Packet parcel_delivery() {
  Packet packet{1, 2, 3};
  std::this_thread::sleep_for(std::chrono::seconds(2));
  return packet;
}

int main(int argc, const char **argv) {
  std::future<Packet> future = std::async(std::launch::async, parcel_delivery);

  std::cout << "Wait for delivery" << std::endl;

  auto new_packet = future.get();
  std::cout << "Received new packet with dimension: " << new_packet.length
            << "; " << new_packet.width << "; " << new_packet.height
            << std::endl;
  return 0;
}

If you only want to wait for the result you can also use future.wait() instead of future.get(). Wait does not consume the result of the future in contrast to future.get().

Future and Promise pairs

Sometimes you cannot use std::async when you cannot set the future's value by a return-statement from the task running in a separate thread. This can be the case when you want to set the value two or more futures from one thread. In that case you can use a pair or multiple pairs of std::promise and std::future.

std::promise is the other side of the coin of an std::future.
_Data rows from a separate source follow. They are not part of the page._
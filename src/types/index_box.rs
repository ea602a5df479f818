//! Inclusive 3-D index boxes.
//!
//! An [`IndexBox`] is the integer index space a kernel iterates over. Bounds
//! are inclusive on both ends and may be negative (ghost cells sit below the
//! valid region's low corner).

use std::fmt;

use super::staggering::{Direction, Staggering};

/// Inclusive box of integer indices `lo..=hi` in each direction.
///
/// # Example
///
/// ```
/// use dycore_rs::types::{IndexBox, Staggering};
///
/// let cells = IndexBox::cells(8, 4, 10);
/// assert_eq!(cells.num_points(), 320);
///
/// // The x-faces of those cells have one extra index in x
/// let xfaces = cells.convert(Staggering::XFace);
/// assert_eq!(xfaces.lengths(), [9, 4, 10]);
/// ```
#[derive(Clone, Copy, Debug, PartialEq, Eq, Hash)]
pub struct IndexBox {
    /// Low corner (inclusive).
    pub lo: [i32; 3],
    /// High corner (inclusive).
    pub hi: [i32; 3],
}

impl IndexBox {
    /// Create a box from its corners.
    #[inline]
    pub const fn new(lo: [i32; 3], hi: [i32; 3]) -> Self {
        Self { lo, hi }
    }

    /// Cell box `0..nx, 0..ny, 0..nz`.
    #[inline]
    pub const fn cells(nx: usize, ny: usize, nz: usize) -> Self {
        Self {
            lo: [0, 0, 0],
            hi: [nx as i32 - 1, ny as i32 - 1, nz as i32 - 1],
        }
    }

    /// Whether the box contains no indices.
    #[inline]
    pub fn is_empty(&self) -> bool {
        (0..3).any(|d| self.hi[d] < self.lo[d])
    }

    /// Number of indices along direction `d`.
    #[inline]
    pub fn length(&self, d: usize) -> usize {
        (self.hi[d] - self.lo[d] + 1).max(0) as usize
    }

    /// Number of indices along each direction.
    #[inline]
    pub fn lengths(&self) -> [usize; 3] {
        [self.length(0), self.length(1), self.length(2)]
    }

    /// Total number of indices.
    #[inline]
    pub fn num_points(&self) -> usize {
        self.length(0) * self.length(1) * self.length(2)
    }

    /// Whether `(i, j, k)` lies inside the box.
    #[inline]
    pub fn contains(&self, i: i32, j: i32, k: i32) -> bool {
        i >= self.lo[0]
            && i <= self.hi[0]
            && j >= self.lo[1]
            && j <= self.hi[1]
            && k >= self.lo[2]
            && k <= self.hi[2]
    }

    /// Whether `other` lies entirely inside the box.
    #[inline]
    pub fn contains_box(&self, other: &IndexBox) -> bool {
        other.is_empty()
            || (0..3).all(|d| other.lo[d] >= self.lo[d] && other.hi[d] <= self.hi[d])
    }

    /// Grow by `n[d]` indices on both sides of each direction.
    #[inline]
    pub fn grow(&self, n: [usize; 3]) -> Self {
        let mut b = *self;
        for d in 0..3 {
            b.lo[d] -= n[d] as i32;
            b.hi[d] += n[d] as i32;
        }
        b
    }

    /// Grow (or shrink, for negative `n`) along one direction only.
    #[inline]
    pub fn grow_dir(&self, dir: Direction, n: i32) -> Self {
        let d = dir.index();
        let mut b = *self;
        b.lo[d] -= n;
        b.hi[d] += n;
        b
    }

    /// Add the high-side node in direction `dir` (cells → faces).
    #[inline]
    pub fn surrounding_nodes(&self, dir: Direction) -> Self {
        let mut b = *self;
        b.hi[dir.index()] += 1;
        b
    }

    /// Convert a cell box to the index space of the given staggering.
    #[inline]
    pub fn convert(&self, location: Staggering) -> Self {
        let nodal = location.nodal();
        let mut b = *self;
        for d in 0..3 {
            if nodal[d] {
                b.hi[d] += 1;
            }
        }
        b
    }

    /// Intersection of two boxes (possibly empty).
    #[inline]
    pub fn intersect(&self, other: &IndexBox) -> Self {
        let mut b = *self;
        for d in 0..3 {
            b.lo[d] = b.lo[d].max(other.lo[d]);
            b.hi[d] = b.hi[d].min(other.hi[d]);
        }
        b
    }

    /// Iterate over all indices, i fastest.
    pub fn iter(&self) -> impl Iterator<Item = (i32, i32, i32)> + '_ {
        let b = *self;
        let empty = b.is_empty();
        (b.lo[2]..=b.hi[2])
            .flat_map(move |k| (b.lo[1]..=b.hi[1]).map(move |j| (j, k)))
            .flat_map(move |(j, k)| (b.lo[0]..=b.hi[0]).map(move |i| (i, j, k)))
            .filter(move |_| !empty)
    }
}

impl fmt::Display for IndexBox {
    fn fmt(&self, f: &mut fmt::Formatter<'_>) -> fmt::Result {
        write!(
            f,
            "(({}, {}, {}) ({}, {}, {}))",
            self.lo[0], self.lo[1], self.lo[2], self.hi[0], self.hi[1], self.hi[2]
        )
    }
}

#[cfg(test)]
mod tests {
    use super::*;

    #[test]
    fn test_cells_and_lengths() {
        let b = IndexBox::cells(3, 4, 5);
        assert_eq!(b.lengths(), [3, 4, 5]);
        assert_eq!(b.num_points(), 60);
        assert!(b.contains(0, 0, 0));
        assert!(b.contains(2, 3, 4));
        assert!(!b.contains(3, 0, 0));
    }

    #[test]
    fn test_grow_and_contains_box() {
        let b = IndexBox::cells(4, 4, 4);
        let g = b.grow([2, 1, 0]);
        assert_eq!(g.lo, [-2, -1, 0]);
        assert_eq!(g.hi, [5, 4, 3]);
        assert!(g.contains_box(&b));
        assert!(!b.contains_box(&g));
    }

    #[test]
    fn test_convert_to_faces() {
        let b = IndexBox::cells(4, 4, 4);
        assert_eq!(b.convert(Staggering::ZFace).hi, [3, 3, 4]);
        assert_eq!(b.convert(Staggering::Node).hi, [4, 4, 4]);
        assert_eq!(b.surrounding_nodes(Direction::Y).hi, [3, 4, 3]);
    }

    #[test]
    fn test_iteration_order() {
        let b = IndexBox::cells(2, 2, 1);
        let pts: Vec<_> = b.iter().collect();
        assert_eq!(pts, vec![(0, 0, 0), (1, 0, 0), (0, 1, 0), (1, 1, 0)]);
    }

    #[test]
    fn test_empty_box() {
        let b = IndexBox::new([0, 0, 0], [-1, 3, 3]);
        assert!(b.is_empty());
        assert_eq!(b.num_points(), 0);
        assert_eq!(b.iter().count(), 0);
    }
}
Whereas std::future behaves like a receiver, std::promise can be seen as the sender.

For using promise-future pairs, you first create a promise and use the get_future() function to retrieve the future. On the future you use get() or wait(). On the promise you use set_value(). Have a look on the example:

#include <chrono>
#include <future>
#include <iostream>
#include <thread>

struct Packet {
  int length;
  int width;
  int height;
};

void parcel_delivery(std::promise<Packet> &&promise) {
  Packet packet{1, 2, 3};
  std::this_thread::sleep_for(std::chrono::seconds(2));
  promise.set_value(packet);
}

int main(int argc, const char **argv) {

  std::promise<Packet> packet_promise;
  std::future<Packet> packet_future = packet_promise.get_future();
  std::thread delivery_thread(parcel_delivery, std::move(packet_promise));

  std::cout << "Wait for delivery" << std::endl;

  auto new_packet = packet_future.get();
  std::cout << "Received new packet with dimension: " << new_packet.length
            << "; " << new_packet.width << "; " << new_packet.height
            << std::endl;

  delivery_thread.join();

  return 0;
}

Note the difference to std::async before: Instead of returning the value from the task, now you pass a promise to the std::thread. Inside the thread you use set_value(..) to resolve the future.

When you start the thread you move the promise to the thread. Promises cannot be copied.

C++ Thread Synchronization Summary

We had a look on three different ways of C++ thread synchronization:

  1. The naive approach that better should not be used
  2. Condition variables, that are ideal for recurring events in combination with worker threads
  3. Futures with either std::async or std::promise (for one-shot events)

For simplicity reasons you can strive for std::async whenever it's possible. It's the simplest approach and least likely to introduce bugs. You don't need to use mutexes and locks with std::async.

If std::async cannot be used, use a condition variable as a synchronization mechanism. With condition variables make sure to use a predicate to test the condition to be protected against lost and spurious wakeups.